Telecommunications regulators and African governments need to clear away the red tape and regulatory risks around putting fibre in the ground to encourage network operators to invest in sinking fibre into the ground for terrestrial long-distance and last mile connectivity.
That’s according to Mark Tinka, Head of Engineering at SEACOM. He says that it is encouraging to see the massive investments that operators and governments have made into national fibre networks in regions such as East Africa and South Africa.
However, the continent as a whole and many countries in particular need to see far more investment in fibre to spark wider adoption of broadband, adds Tinka. There are many countries with underdeveloped national fibre networks as well as an urgent need for fibre investment for carriage between base stations.

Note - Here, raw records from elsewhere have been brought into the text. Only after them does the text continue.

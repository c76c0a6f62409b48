//! Locate-me control
//!
//! A two-button control: "locate me" starts the provider and enables
//! tracking, "stop" stops the provider. The visible state of the locate
//! button follows a four-state machine derived from the layer and the
//! provider:
//!
//! ```text
//! if position exists:    Active if tracking else ActiveBackground
//! elif provider running: Waiting
//! else:                  Idle
//! ```
//!
//! The state is recomputed on every position/tracking notification and on
//! provider start/stop. The [`ControlView`] is only touched when the
//! computed state differs from the previous one.
//!
//! # Example
//!
//! ```
//! use mapgeoloc::{
//!     add_geolocation_to, ButtonClasses, ControlState, GeolocationControl, HeadlessMap,
//!     LayerOptions, LngLat, ManualProvider, Position, RecordingSurface,
//! };
//!
//! let host = HeadlessMap::new(LngLat::new(3.88, 43.6), 16.0);
//! let mut map = add_geolocation_to(host, RecordingSurface::new(), LayerOptions::default()).unwrap();
//!
//! let provider = ManualProvider::new();
//! let handle = provider.handle();
//! let mut control = GeolocationControl::new(Some(Box::new(provider)), ButtonClasses::new());
//! control.attach(&mut map).unwrap();
//!
//! control.locate_me(&mut map).unwrap();
//! assert_eq!(control.state(), ControlState::Waiting);
//!
//! handle.push_position(Position::new(3.883528, 43.608749));
//! control.pump(&mut map).unwrap();
//! assert_eq!(control.state(), ControlState::Active);
//! ```

use std::collections::BTreeSet;
use std::fmt;
use std::sync::Arc;

use parking_lot::Mutex;
use tracing::{debug, info};

use crate::error::GeolocationError;
use crate::events::SubscriptionId;
use crate::host::{HostMap, MarkerSurface};
use crate::map::{GeolocatedMap, MapId};
use crate::provider::{provider_channel, PositionProvider, ProviderEvent, ProviderEvents};

/// CSS class of an active locate button.
pub const CLASS_ACTIVE: &str = "mapboxgl-ctrl-geolocate-active";

/// CSS class of a locate button whose position is known but not followed.
pub const CLASS_BACKGROUND: &str = "mapboxgl-ctrl-geolocate-background";

/// CSS class of a locate button waiting for a first position.
pub const CLASS_WAITING: &str = "mapboxgl-ctrl-geolocate-waiting";

/// Visual state of the control.
#[derive(Debug, Clone, Copy, PartialEq, Eq, Hash, Default)]
pub enum ControlState {
    /// No position, provider not running
    #[default]
    Idle,
    /// Provider running, no position yet
    Waiting,
    /// Position known and followed
    Active,
    /// Position known, tracking disabled
    ActiveBackground,
}

impl ControlState {
    /// Derive the state from its three inputs.
    pub fn compute(has_position: bool, tracking: bool, provider_running: bool) -> Self {
        if has_position {
            if tracking {
                ControlState::Active
            } else {
                ControlState::ActiveBackground
            }
        } else if provider_running {
            ControlState::Waiting
        } else {
            ControlState::Idle
        }
    }

    /// CSS classes the locate button carries in this state.
    pub fn css_classes(&self) -> &'static [&'static str] {
        match self {
            ControlState::Idle => &[],
            ControlState::Waiting => &[CLASS_ACTIVE, CLASS_WAITING],
            ControlState::Active => &[CLASS_ACTIVE],
            ControlState::ActiveBackground => &[CLASS_BACKGROUND],
        }
    }

    pub fn as_str(&self) -> &'static str {
        match self {
            ControlState::Idle => "idle",
            ControlState::Waiting => "waiting",
            ControlState::Active => "active",
            ControlState::ActiveBackground => "active-background",
        }
    }
}

impl fmt::Display for ControlState {
    fn fmt(&self, f: &mut fmt::Formatter<'_>) -> fmt::Result {
        f.write_str(self.as_str())
    }
}

/// The control's user interface.
pub trait ControlView: Send {
    /// Move the locate button from `previous` to `next`.
    fn apply_state(&mut self, previous: ControlState, next: ControlState);

    /// Show or hide the stop button.
    fn set_stop_visible(&mut self, visible: bool);
}

#[derive(Debug, Default)]
struct ButtonClassesInner {
    classes: BTreeSet<&'static str>,
    stop_visible: bool,
    updates: usize,
}

/// CSS class bookkeeping for the two-button control.
///
/// Clones share the same button, so a host can keep a handle after giving
/// one to the control.
#[derive(Debug, Clone, Default)]
pub struct ButtonClasses {
    inner: Arc<Mutex<ButtonClassesInner>>,
}

impl ButtonClasses {
    pub fn new() -> Self {
        Self::default()
    }

    /// Classes currently on the locate button, sorted.
    pub fn classes(&self) -> Vec<&'static str> {
        self.inner.lock().classes.iter().copied().collect()
    }

    pub fn has_class(&self, class: &str) -> bool {
        self.inner.lock().classes.contains(class)
    }

    /// Whether the stop button is displayed.
    pub fn stop_visible(&self) -> bool {
        self.inner.lock().stop_visible
    }

    /// Number of state changes applied.
    pub fn updates(&self) -> usize {
        self.inner.lock().updates
    }
}

impl ControlView for ButtonClasses {
    fn apply_state(&mut self, previous: ControlState, next: ControlState) {
        let mut inner = self.inner.lock();
        for class in previous.css_classes() {
            inner.classes.remove(class);
        }
        inner.classes.extend(next.css_classes().iter().copied());
        inner.updates += 1;
    }

    fn set_stop_visible(&mut self, visible: bool) {
        self.inner.lock().stop_visible = visible;
    }
}

/// Inputs of the state machine plus the view, shared with the listeners.
struct Shared {
    has_position: bool,
    tracking: bool,
    provider_running: bool,
    state: ControlState,
    view: Box<dyn ControlView>,
}

impl Shared {
    fn update_state(&mut self) {
        let next = ControlState::compute(self.has_position, self.tracking, self.provider_running);
        if next == self.state {
            return;
        }
        info!(from = %self.state, to = %next, "Control state changed");
        self.view.apply_state(self.state, next);
        self.state = next;
    }
}

struct Attachment {
    map: MapId,
    position_subscription: SubscriptionId,
    tracking_subscription: SubscriptionId,
    events: Option<ProviderEvents>,
}

/// Start/stop control bound to one [`GeolocatedMap`].
pub struct GeolocationControl {
    provider: Option<Box<dyn PositionProvider>>,
    shared: Arc<Mutex<Shared>>,
    attachment: Option<Attachment>,
}

impl GeolocationControl {
    /// Create a control. Without a provider the control only reflects
    /// positions the host sets directly.
    pub fn new(provider: Option<Box<dyn PositionProvider>>, view: impl ControlView + 'static) -> Self {
        Self {
            provider,
            shared: Arc::new(Mutex::new(Shared {
                has_position: false,
                tracking: false,
                provider_running: false,
                state: ControlState::Idle,
                view: Box::new(view),
            })),
            attachment: None,
        }
    }

    /// Current visual state.
    pub fn state(&self) -> ControlState {
        self.shared.lock().state
    }

    /// Whether a provider is registered.
    pub fn has_provider(&self) -> bool {
        self.provider.is_some()
    }

    /// Whether the provider has been started and not stopped.
    pub fn is_provider_running(&self) -> bool {
        self.shared.lock().provider_running
    }

    /// Whether the control is attached to a map.
    pub fn is_attached(&self) -> bool {
        self.attachment.is_some()
    }

    /// Bind the control to `map`: follow its notifications and connect the
    /// provider.
    ///
    /// # Errors
    ///
    /// [`GeolocationError::ControlAlreadyAttached`] if the control is bound
    /// to a map already.
    pub fn attach<H: HostMap, S: MarkerSurface>(
        &mut self,
        map: &mut GeolocatedMap<H, S>,
    ) -> Result<(), GeolocationError> {
        if self.attachment.is_some() {
            return Err(GeolocationError::ControlAlreadyAttached);
        }

        {
            let mut shared = self.shared.lock();
            shared.has_position = map.position().is_some();
            shared.tracking = map.track_user_location();
            shared.update_state();
        }

        let shared = Arc::clone(&self.shared);
        let position_subscription = map.on_position_changed(move |event| {
            let mut shared = shared.lock();
            shared.has_position = event.position.is_some();
            shared.update_state();
        });

        let shared = Arc::clone(&self.shared);
        let tracking_subscription = map.on_tracking_changed(move |event| {
            let mut shared = shared.lock();
            shared.tracking = event.track_user_location;
            shared.update_state();
        });

        let events = self.provider.as_mut().map(|provider| {
            let (sink, events) = provider_channel();
            provider.connect(sink);
            events
        });

        debug!(
            provider = self.provider.as_ref().map(|p| p.name()),
            "Control attached"
        );

        self.attachment = Some(Attachment {
            map: map.id(),
            position_subscription,
            tracking_subscription,
            events,
        });
        Ok(())
    }

    /// Unbind from `map`. A running provider is stopped and disconnected.
    pub fn detach<H: HostMap, S: MarkerSurface>(
        &mut self,
        map: &mut GeolocatedMap<H, S>,
    ) -> Result<(), GeolocationError> {
        self.ensure_attached(map)?;
        let Some(attachment) = self.attachment.take() else {
            return Err(GeolocationError::ControlNotAttached);
        };

        map.off_position_changed(attachment.position_subscription);
        map.off_tracking_changed(attachment.tracking_subscription);

        if let Some(provider) = self.provider.as_mut() {
            let mut shared = self.shared.lock();
            if shared.provider_running {
                provider.stop();
                shared.provider_running = false;
                shared.view.set_stop_visible(false);
                shared.update_state();
            }
            provider.disconnect();
        }

        debug!("Control detached");
        Ok(())
    }

    /// "Locate me": enable tracking and start the provider if it is idle.
    pub fn locate_me<H: HostMap, S: MarkerSurface>(
        &mut self,
        map: &mut GeolocatedMap<H, S>,
    ) -> Result<(), GeolocationError> {
        self.ensure_attached(map)?;

        // Emits a tracking notification, which takes the shared lock
        map.set_track_user_location(true);

        let Some(provider) = self.provider.as_mut() else {
            return Ok(());
        };

        let mut shared = self.shared.lock();
        if shared.provider_running {
            debug!("Provider already running, ignoring locate");
            return Ok(());
        }

        info!(provider = provider.name(), "Starting provider");
        provider.start();
        shared.provider_running = true;
        shared.view.set_stop_visible(true);
        shared.update_state();
        Ok(())
    }

    /// "Stop": stop the provider if it is running.
    pub fn stop<H: HostMap, S: MarkerSurface>(
        &mut self,
        map: &mut GeolocatedMap<H, S>,
    ) -> Result<(), GeolocationError> {
        self.ensure_attached(map)?;

        let Some(provider) = self.provider.as_mut() else {
            return Ok(());
        };

        let mut shared = self.shared.lock();
        if !shared.provider_running {
            debug!("Provider not running, ignoring stop");
            return Ok(());
        }

        info!(provider = provider.name(), "Stopping provider");
        provider.stop();
        shared.provider_running = false;
        shared.view.set_stop_visible(false);
        shared.update_state();
        Ok(())
    }

    /// Apply every queued provider event to `map`, oldest first.
    ///
    /// Returns the number of events applied.
    pub fn pump<H: HostMap, S: MarkerSurface>(
        &mut self,
        map: &mut GeolocatedMap<H, S>,
    ) -> Result<usize, GeolocationError> {
        let events = self.provider_events(map)?;
        let Some(events) = events else {
            return Ok(0);
        };

        let mut applied = 0;
        while let Ok(event) = events.try_recv() {
            apply_event(map, event);
            applied += 1;
        }
        Ok(applied)
    }

    /// Wait for the next provider event and apply it to `map`.
    ///
    /// Returns `None` when the control has no provider or the provider
    /// dropped its sink.
    pub async fn pump_next<H: HostMap, S: MarkerSurface>(
        &mut self,
        map: &mut GeolocatedMap<H, S>,
    ) -> Result<Option<ProviderEvent>, GeolocationError> {
        let Some(events) = self.provider_events(map)? else {
            return Ok(None);
        };

        let Some(event) = events.recv().await else {
            return Ok(None);
        };
        apply_event(map, event.clone());
        Ok(Some(event))
    }

    fn provider_events<H: HostMap, S: MarkerSurface>(
        &mut self,
        map: &GeolocatedMap<H, S>,
    ) -> Result<Option<&mut ProviderEvents>, GeolocationError> {
        match self.attachment.as_mut() {
            Some(attachment) if attachment.map == map.id() => Ok(attachment.events.as_mut()),
            _ => Err(GeolocationError::ControlNotAttached),
        }
    }

    fn ensure_attached<H: HostMap, S: MarkerSurface>(
        &self,
        map: &GeolocatedMap<H, S>,
    ) -> Result<(), GeolocationError> {
        match &self.attachment {
            Some(attachment) if attachment.map == map.id() => Ok(()),
            _ => Err(GeolocationError::ControlNotAttached),
        }
    }
}

impl fmt::Debug for GeolocationControl {
    fn fmt(&self, f: &mut fmt::Formatter<'_>) -> fmt::Result {
        f.debug_struct("GeolocationControl")
            .field("provider", &self.provider.as_ref().map(|p| p.name()))
            .field("state", &self.state())
            .field("attached", &self.is_attached())
            .finish()
    }
}

fn apply_event<H: HostMap, S: MarkerSurface>(map: &mut GeolocatedMap<H, S>, event: ProviderEvent) {
    match event {
        ProviderEvent::Position(position) => map.set_position(position),
        ProviderEvent::Heading(heading) => map.set_heading(heading),
    }
}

In addition, many metros could benefit from the introduction of fibre for last mile connectivity. But given the high costs of putting fibre into the ground, many operators around the continent are taking a cautious approach to investment, says Tinka.
Many are focusing on routes and dense urban areas that are already well-served, for example, rather than on expanding fibre to underserved areas in the countries where they operate. To encourage them to invest more widely and aggressively in fibre rollouts, governments should consider a range of regulatory, licensing and financing interventions, says Tinka.
For example, a common frustration in many African countries is that fibre cables are often uprooted or severed when gas, water or electricity pipes are laid in the ground. Governments should consider laws that protect infrastructure that is already in the ground and that encourage utility companies to work together to dig up roads and lay down infrastructure, Tinka says.
Governments also need to make it easier for operators to get licenses to compete as infrastructure providers and to get permissions from local authorities to lay down cable. In addition, governments need to collaborate across borders on fibre projects so that bandwidth from submarine cables can find its way inland.
“Thanks to bureaucracy across borders, it can often be easier to run a cable in the ocean than on land,” says Tinka. “Many governments find ways to impose taxes on cables running across borders, when they should instead be encouraging regional connectivity. It requires more focus on a regulatory level.”
Another obstacle for fibre lies in the tariffs that operators – often those with monopoly rights on infrastructure – charge other networks and service providers to use their fibre backbones. Tinka says such operators need to recognise that the business case for fibre needs to be built over a 15 to 20 year timespan.
“There is plenty of time to recover the investment and make profits,” he advises. “Operators need to think about a long-term business case that encourages optimal use of their infrastructures.” Tinka says that despite the rapid advances in wireless technology, fibre has a critical role to play in the development of the African Internet. Now that submarine cable operators such as SEACOM have brought plentiful international bandwidth to Africa’s coastline, it is crucial to pull this capacity inland via fibre networks to enable continued broadband penetration and growth.